Provided data:
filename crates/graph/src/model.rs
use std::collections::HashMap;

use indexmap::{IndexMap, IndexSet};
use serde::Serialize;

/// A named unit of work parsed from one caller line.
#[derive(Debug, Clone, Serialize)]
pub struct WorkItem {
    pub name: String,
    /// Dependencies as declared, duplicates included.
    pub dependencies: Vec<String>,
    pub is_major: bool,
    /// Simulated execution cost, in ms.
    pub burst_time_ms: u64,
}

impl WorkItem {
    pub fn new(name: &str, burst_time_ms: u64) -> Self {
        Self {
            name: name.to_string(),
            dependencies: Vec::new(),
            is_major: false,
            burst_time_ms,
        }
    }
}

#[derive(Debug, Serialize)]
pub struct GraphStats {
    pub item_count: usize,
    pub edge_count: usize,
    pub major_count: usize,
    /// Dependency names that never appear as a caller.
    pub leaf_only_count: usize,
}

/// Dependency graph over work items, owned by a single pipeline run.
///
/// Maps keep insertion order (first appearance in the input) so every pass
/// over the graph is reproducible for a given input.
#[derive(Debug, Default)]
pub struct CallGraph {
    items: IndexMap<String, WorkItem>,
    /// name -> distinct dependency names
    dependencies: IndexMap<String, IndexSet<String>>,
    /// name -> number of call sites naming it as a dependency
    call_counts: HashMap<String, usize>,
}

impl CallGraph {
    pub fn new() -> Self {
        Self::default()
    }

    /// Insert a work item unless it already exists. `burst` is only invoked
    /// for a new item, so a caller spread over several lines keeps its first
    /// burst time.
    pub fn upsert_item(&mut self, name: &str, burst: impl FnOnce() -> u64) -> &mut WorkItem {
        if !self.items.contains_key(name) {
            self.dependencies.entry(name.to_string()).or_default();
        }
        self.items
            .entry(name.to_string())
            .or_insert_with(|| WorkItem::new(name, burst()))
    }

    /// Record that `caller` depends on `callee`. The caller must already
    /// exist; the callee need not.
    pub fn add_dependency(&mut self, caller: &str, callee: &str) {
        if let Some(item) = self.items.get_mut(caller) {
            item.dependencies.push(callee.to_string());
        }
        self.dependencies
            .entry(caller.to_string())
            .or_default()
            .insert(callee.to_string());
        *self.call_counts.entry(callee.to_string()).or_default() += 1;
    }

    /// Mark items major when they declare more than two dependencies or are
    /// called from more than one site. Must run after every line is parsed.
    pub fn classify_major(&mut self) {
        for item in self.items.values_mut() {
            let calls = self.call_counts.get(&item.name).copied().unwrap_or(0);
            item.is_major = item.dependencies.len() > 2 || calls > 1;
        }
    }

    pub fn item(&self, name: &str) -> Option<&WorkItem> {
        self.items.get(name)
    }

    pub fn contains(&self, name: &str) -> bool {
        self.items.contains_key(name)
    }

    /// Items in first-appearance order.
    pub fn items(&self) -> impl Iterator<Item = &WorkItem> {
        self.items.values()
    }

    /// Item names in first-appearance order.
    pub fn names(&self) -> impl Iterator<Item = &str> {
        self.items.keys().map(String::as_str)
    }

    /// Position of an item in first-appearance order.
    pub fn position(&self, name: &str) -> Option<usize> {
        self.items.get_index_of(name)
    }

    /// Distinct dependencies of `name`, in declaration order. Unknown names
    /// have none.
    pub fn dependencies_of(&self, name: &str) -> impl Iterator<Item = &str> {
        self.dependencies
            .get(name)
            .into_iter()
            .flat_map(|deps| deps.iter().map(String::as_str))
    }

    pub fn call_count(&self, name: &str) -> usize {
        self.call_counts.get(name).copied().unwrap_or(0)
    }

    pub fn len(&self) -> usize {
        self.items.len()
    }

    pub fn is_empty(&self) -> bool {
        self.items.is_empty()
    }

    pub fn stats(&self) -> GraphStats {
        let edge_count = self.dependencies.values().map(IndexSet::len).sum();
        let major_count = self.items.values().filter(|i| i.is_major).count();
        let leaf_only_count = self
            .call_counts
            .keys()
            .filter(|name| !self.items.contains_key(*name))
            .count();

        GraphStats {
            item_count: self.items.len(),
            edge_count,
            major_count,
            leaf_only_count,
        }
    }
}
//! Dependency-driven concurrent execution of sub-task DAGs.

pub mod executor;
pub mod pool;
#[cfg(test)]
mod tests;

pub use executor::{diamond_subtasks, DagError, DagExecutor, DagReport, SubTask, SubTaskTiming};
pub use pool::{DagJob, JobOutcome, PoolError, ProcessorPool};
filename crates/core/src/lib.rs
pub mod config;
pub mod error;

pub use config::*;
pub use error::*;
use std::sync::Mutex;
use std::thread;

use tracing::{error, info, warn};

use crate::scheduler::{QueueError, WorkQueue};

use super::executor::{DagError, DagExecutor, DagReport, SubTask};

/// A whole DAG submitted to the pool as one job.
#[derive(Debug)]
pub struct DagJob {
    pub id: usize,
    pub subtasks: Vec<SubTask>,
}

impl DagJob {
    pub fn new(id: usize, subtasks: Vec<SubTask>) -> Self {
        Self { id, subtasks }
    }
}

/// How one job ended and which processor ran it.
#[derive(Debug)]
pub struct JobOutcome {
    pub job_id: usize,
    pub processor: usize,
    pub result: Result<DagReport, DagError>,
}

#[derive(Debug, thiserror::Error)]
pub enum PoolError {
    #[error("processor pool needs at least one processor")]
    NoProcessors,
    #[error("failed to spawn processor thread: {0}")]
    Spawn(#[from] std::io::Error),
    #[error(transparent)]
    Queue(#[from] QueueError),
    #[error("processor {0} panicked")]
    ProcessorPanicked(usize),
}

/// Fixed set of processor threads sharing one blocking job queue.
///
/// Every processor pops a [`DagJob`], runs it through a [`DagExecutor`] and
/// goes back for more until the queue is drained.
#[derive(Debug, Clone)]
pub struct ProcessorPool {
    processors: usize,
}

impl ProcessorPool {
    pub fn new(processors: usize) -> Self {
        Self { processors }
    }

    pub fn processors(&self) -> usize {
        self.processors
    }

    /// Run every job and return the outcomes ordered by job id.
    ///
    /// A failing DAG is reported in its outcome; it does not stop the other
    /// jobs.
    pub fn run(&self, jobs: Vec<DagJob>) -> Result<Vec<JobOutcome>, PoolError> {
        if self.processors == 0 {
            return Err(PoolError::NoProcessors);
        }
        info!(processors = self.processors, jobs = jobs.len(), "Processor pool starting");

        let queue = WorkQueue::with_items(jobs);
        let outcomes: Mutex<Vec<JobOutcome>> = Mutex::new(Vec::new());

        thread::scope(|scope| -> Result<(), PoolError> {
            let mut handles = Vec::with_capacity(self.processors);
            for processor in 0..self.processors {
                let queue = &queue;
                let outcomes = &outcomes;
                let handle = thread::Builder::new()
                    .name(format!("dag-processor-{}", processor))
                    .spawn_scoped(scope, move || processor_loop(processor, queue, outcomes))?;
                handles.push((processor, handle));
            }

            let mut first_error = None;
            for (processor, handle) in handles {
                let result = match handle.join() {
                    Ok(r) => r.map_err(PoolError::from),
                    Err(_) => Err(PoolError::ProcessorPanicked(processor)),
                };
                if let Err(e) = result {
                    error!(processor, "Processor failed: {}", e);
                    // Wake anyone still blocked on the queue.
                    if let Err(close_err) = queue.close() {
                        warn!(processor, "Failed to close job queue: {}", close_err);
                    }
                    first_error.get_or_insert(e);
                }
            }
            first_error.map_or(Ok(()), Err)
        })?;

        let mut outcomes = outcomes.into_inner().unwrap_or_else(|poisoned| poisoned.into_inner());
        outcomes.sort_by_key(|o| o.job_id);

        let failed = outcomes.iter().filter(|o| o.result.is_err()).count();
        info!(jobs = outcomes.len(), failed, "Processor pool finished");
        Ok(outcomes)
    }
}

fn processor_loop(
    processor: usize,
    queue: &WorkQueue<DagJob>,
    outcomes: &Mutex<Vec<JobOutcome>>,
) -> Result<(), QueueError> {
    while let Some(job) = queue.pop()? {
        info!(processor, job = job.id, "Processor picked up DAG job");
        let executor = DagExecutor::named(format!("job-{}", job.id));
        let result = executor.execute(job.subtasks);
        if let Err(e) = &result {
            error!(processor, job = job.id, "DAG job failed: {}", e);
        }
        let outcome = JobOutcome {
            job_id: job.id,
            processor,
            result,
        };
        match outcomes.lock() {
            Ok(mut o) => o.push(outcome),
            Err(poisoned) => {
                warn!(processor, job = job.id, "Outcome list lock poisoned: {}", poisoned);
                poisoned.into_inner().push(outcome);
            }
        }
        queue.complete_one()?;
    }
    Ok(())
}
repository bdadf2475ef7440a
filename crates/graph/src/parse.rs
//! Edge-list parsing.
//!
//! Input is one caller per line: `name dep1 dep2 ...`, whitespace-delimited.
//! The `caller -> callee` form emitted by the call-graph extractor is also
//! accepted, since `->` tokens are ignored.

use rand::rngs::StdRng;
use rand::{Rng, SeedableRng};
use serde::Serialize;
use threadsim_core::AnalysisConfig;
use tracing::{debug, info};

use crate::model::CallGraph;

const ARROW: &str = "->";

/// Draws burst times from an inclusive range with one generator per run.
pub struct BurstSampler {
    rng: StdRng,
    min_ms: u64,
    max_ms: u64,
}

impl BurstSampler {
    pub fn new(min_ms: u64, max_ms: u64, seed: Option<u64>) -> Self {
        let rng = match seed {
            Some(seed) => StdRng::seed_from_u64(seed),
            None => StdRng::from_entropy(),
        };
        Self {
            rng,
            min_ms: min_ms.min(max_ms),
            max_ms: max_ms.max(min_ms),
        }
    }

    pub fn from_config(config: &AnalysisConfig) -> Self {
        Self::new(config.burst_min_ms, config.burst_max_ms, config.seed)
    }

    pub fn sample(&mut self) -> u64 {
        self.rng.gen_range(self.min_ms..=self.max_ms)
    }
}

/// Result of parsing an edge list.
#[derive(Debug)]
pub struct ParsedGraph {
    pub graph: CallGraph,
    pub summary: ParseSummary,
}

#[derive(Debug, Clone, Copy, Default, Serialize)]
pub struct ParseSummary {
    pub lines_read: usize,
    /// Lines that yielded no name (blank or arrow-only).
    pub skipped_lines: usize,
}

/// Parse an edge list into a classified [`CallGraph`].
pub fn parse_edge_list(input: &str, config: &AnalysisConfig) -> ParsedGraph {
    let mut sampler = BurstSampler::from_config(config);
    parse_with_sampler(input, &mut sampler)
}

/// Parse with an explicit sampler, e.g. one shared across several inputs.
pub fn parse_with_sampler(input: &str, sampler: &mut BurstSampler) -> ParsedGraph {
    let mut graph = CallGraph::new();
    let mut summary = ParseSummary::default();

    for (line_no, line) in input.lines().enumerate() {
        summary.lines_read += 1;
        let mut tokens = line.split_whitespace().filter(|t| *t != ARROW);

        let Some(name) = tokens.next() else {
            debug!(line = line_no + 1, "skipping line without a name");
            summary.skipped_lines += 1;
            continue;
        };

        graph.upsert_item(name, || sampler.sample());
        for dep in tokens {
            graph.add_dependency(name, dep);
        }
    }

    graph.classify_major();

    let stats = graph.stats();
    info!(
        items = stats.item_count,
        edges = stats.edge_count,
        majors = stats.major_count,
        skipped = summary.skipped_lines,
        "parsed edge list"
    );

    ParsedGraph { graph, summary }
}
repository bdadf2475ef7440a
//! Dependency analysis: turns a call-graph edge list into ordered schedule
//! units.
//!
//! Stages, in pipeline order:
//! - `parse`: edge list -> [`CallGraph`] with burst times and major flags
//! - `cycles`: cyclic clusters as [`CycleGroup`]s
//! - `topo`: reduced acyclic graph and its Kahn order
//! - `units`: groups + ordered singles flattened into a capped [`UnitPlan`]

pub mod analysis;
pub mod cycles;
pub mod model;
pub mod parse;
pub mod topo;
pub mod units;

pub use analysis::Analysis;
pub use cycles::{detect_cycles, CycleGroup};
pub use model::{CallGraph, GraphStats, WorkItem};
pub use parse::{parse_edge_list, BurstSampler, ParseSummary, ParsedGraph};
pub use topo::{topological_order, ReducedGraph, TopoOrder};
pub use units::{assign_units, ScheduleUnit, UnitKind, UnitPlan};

--

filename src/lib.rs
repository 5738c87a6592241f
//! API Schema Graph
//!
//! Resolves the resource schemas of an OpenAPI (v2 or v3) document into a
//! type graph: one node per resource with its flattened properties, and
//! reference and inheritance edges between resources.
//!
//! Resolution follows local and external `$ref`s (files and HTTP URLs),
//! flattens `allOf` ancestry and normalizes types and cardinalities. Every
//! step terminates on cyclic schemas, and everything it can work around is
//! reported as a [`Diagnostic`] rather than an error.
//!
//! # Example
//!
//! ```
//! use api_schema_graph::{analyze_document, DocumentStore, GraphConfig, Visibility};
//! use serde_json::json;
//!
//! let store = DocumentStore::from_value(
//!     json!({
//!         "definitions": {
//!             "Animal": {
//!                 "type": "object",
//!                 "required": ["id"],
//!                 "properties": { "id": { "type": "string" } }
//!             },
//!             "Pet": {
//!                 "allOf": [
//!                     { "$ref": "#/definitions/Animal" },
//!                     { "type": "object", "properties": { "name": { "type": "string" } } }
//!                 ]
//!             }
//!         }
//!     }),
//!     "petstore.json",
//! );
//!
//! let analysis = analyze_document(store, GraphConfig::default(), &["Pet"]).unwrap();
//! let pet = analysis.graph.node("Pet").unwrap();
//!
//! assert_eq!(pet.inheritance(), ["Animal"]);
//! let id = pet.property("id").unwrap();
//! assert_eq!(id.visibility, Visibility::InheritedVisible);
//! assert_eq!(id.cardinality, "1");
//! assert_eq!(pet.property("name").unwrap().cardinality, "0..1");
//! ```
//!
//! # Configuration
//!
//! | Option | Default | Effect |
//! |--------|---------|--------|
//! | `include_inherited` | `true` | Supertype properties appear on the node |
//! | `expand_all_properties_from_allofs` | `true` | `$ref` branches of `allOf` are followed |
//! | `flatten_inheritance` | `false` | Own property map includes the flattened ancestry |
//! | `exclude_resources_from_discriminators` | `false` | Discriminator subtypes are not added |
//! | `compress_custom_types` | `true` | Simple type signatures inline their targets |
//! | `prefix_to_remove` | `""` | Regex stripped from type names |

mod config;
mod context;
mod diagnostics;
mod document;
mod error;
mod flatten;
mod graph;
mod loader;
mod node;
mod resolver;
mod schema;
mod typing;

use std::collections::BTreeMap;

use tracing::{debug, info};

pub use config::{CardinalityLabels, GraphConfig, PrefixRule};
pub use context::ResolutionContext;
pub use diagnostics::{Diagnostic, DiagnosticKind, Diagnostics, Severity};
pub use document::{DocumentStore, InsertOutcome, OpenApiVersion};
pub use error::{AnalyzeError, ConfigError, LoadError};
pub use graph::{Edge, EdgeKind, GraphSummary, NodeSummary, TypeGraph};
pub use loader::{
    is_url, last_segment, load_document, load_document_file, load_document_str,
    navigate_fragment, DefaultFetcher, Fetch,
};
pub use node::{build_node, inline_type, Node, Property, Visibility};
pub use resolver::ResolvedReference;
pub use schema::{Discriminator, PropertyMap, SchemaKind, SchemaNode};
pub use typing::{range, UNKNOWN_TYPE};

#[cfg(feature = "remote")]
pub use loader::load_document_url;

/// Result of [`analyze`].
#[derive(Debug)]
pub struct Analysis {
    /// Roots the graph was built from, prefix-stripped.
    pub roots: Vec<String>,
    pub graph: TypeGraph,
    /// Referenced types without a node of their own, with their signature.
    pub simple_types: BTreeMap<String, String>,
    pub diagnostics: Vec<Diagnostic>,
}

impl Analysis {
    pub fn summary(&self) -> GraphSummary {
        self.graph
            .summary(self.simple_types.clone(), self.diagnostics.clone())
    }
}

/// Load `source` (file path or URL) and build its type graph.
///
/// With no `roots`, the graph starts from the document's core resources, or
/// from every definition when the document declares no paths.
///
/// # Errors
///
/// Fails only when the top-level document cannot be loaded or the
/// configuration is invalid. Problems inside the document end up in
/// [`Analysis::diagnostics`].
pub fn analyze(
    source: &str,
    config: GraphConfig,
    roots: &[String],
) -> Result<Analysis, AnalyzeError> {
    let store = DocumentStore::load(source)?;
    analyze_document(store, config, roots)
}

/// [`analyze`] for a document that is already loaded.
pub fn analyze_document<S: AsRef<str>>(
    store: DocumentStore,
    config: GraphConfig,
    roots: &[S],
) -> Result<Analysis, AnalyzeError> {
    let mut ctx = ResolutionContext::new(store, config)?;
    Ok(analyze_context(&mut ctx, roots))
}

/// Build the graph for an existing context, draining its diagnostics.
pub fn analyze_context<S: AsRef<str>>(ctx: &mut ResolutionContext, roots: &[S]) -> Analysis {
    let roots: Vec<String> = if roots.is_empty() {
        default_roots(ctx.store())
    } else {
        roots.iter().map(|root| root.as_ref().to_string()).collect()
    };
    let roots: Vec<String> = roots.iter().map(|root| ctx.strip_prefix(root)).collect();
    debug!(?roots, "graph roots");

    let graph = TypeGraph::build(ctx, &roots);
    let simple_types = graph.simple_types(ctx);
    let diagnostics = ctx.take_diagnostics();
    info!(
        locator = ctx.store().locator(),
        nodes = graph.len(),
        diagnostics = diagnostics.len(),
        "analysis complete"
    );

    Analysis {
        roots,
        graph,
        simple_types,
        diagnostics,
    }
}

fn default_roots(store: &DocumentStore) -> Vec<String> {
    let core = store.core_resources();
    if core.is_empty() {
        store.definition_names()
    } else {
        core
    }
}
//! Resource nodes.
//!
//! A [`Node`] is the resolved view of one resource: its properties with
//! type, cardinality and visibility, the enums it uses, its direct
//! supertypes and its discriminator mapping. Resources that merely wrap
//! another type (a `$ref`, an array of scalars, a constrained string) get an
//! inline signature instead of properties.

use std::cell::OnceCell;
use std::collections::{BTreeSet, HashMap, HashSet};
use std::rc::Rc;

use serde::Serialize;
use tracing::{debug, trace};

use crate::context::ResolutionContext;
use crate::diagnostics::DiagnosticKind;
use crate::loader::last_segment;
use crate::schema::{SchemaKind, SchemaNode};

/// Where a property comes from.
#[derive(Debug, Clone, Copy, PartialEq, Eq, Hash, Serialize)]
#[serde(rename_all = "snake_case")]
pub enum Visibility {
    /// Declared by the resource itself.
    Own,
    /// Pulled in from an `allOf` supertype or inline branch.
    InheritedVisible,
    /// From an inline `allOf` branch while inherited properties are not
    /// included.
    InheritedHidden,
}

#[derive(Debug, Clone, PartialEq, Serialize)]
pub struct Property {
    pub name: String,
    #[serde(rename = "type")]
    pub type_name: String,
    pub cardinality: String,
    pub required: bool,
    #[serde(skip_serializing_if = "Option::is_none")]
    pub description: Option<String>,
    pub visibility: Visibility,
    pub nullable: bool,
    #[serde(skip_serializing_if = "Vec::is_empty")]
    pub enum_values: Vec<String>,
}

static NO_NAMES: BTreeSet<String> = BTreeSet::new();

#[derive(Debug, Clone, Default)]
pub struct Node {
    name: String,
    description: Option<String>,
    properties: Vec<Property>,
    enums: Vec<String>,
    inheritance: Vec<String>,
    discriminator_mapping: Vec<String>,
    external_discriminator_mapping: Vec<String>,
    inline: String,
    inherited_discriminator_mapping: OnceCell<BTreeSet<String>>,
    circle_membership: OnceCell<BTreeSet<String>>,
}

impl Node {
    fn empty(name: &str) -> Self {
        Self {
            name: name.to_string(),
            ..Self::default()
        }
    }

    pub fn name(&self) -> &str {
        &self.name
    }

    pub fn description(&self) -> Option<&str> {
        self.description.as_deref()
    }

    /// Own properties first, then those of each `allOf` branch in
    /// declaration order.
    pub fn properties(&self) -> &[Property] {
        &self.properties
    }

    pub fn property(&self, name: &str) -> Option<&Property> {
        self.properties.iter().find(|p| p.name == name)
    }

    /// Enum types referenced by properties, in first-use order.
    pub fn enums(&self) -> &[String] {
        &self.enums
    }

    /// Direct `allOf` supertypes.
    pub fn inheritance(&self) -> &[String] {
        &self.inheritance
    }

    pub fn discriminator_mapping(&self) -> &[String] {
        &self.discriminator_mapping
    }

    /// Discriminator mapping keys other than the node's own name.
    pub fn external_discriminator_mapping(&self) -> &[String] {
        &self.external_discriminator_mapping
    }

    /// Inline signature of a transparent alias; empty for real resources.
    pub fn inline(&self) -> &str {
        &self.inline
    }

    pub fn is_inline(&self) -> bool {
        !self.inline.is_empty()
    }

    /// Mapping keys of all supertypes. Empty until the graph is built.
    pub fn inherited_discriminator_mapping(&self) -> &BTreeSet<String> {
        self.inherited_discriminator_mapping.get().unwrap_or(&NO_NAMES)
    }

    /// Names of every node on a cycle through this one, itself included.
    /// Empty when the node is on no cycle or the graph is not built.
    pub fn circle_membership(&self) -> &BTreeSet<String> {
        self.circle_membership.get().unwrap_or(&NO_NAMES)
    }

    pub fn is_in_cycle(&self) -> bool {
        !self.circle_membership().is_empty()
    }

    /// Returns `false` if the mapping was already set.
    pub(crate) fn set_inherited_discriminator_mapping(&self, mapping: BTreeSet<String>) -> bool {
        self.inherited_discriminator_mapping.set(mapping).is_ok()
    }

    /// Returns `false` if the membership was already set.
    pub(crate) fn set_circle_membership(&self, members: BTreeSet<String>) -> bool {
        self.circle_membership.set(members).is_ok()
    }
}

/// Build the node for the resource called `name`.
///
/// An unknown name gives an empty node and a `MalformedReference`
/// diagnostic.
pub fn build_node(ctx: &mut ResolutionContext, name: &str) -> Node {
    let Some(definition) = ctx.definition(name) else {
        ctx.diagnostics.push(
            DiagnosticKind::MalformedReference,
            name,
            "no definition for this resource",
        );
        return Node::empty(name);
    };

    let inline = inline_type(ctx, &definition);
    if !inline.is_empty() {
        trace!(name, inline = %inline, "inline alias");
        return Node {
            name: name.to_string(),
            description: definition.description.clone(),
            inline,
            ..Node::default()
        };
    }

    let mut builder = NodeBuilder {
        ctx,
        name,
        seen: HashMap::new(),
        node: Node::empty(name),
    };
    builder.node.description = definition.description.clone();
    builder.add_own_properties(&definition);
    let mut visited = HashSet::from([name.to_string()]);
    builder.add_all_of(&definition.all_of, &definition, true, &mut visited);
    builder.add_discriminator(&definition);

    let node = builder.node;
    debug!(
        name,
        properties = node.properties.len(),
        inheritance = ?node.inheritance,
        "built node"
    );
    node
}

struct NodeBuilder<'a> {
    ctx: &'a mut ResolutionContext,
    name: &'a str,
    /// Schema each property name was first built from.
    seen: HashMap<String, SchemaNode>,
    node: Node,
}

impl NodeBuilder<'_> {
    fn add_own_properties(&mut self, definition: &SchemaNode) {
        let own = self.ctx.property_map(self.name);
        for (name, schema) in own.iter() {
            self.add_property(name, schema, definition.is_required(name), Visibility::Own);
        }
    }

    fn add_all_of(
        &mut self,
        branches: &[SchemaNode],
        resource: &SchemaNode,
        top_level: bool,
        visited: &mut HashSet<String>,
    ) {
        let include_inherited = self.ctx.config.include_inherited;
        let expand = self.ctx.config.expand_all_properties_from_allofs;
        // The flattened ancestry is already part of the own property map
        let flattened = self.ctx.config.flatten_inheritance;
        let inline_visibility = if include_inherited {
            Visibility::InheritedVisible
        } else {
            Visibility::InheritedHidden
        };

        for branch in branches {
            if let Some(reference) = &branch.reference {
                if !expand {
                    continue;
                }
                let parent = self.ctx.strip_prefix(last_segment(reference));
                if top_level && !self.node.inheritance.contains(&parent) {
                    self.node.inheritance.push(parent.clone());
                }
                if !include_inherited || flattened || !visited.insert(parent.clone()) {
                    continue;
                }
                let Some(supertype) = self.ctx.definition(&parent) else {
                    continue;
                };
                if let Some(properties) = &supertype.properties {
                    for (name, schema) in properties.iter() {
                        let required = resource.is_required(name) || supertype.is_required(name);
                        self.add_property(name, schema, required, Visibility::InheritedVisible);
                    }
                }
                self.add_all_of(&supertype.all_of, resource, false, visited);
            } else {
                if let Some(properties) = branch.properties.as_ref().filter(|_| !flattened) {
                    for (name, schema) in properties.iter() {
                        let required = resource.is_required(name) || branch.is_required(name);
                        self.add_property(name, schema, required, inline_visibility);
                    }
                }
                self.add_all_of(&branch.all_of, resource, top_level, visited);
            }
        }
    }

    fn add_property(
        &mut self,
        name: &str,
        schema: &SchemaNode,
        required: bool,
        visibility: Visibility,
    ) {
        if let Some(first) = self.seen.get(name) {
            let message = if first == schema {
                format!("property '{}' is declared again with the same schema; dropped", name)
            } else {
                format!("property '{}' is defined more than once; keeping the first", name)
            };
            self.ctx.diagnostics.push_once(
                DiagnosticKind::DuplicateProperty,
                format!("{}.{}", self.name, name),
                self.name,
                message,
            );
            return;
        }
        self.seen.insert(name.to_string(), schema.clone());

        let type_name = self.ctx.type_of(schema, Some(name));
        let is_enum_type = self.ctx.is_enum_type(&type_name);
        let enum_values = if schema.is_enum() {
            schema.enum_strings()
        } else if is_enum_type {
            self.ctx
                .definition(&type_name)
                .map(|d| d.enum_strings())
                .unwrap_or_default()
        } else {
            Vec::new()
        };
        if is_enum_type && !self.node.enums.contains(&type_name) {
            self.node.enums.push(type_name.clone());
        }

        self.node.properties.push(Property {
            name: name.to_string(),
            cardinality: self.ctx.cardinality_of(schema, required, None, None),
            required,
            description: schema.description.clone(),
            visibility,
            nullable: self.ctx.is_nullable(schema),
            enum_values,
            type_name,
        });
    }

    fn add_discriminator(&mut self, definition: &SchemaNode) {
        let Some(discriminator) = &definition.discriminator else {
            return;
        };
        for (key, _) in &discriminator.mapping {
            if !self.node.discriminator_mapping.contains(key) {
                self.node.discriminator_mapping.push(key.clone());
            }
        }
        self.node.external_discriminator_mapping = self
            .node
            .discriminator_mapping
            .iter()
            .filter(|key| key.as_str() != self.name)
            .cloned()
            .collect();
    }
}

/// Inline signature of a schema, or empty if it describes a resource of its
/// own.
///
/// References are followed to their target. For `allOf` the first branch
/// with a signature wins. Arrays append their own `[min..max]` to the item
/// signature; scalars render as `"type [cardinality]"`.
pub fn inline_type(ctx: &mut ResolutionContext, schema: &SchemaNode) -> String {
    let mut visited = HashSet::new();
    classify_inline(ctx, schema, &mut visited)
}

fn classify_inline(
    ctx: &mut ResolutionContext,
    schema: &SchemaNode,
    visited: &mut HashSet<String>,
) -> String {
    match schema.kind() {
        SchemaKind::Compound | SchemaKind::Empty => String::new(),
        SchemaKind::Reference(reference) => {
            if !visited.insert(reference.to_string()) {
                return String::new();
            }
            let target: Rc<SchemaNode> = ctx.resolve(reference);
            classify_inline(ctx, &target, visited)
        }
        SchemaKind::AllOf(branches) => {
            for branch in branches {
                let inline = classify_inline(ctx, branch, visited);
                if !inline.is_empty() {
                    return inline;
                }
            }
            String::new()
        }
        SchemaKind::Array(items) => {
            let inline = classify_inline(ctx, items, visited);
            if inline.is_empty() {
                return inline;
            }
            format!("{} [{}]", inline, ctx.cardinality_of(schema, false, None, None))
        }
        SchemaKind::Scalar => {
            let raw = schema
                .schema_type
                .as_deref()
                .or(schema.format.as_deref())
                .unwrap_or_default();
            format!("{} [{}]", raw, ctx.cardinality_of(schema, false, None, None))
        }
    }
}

Assignment: Each line that includes the string "HashSet" should be copied from the data.

Solution to this problem:
use std::collections::{BTreeSet, HashMap, HashSet};
    let mut visited = HashSet::from([name.to_string()]);
        visited: &mut HashSet<String>,
    let mut visited = HashSet::new();
    visited: &mut HashSet<String>,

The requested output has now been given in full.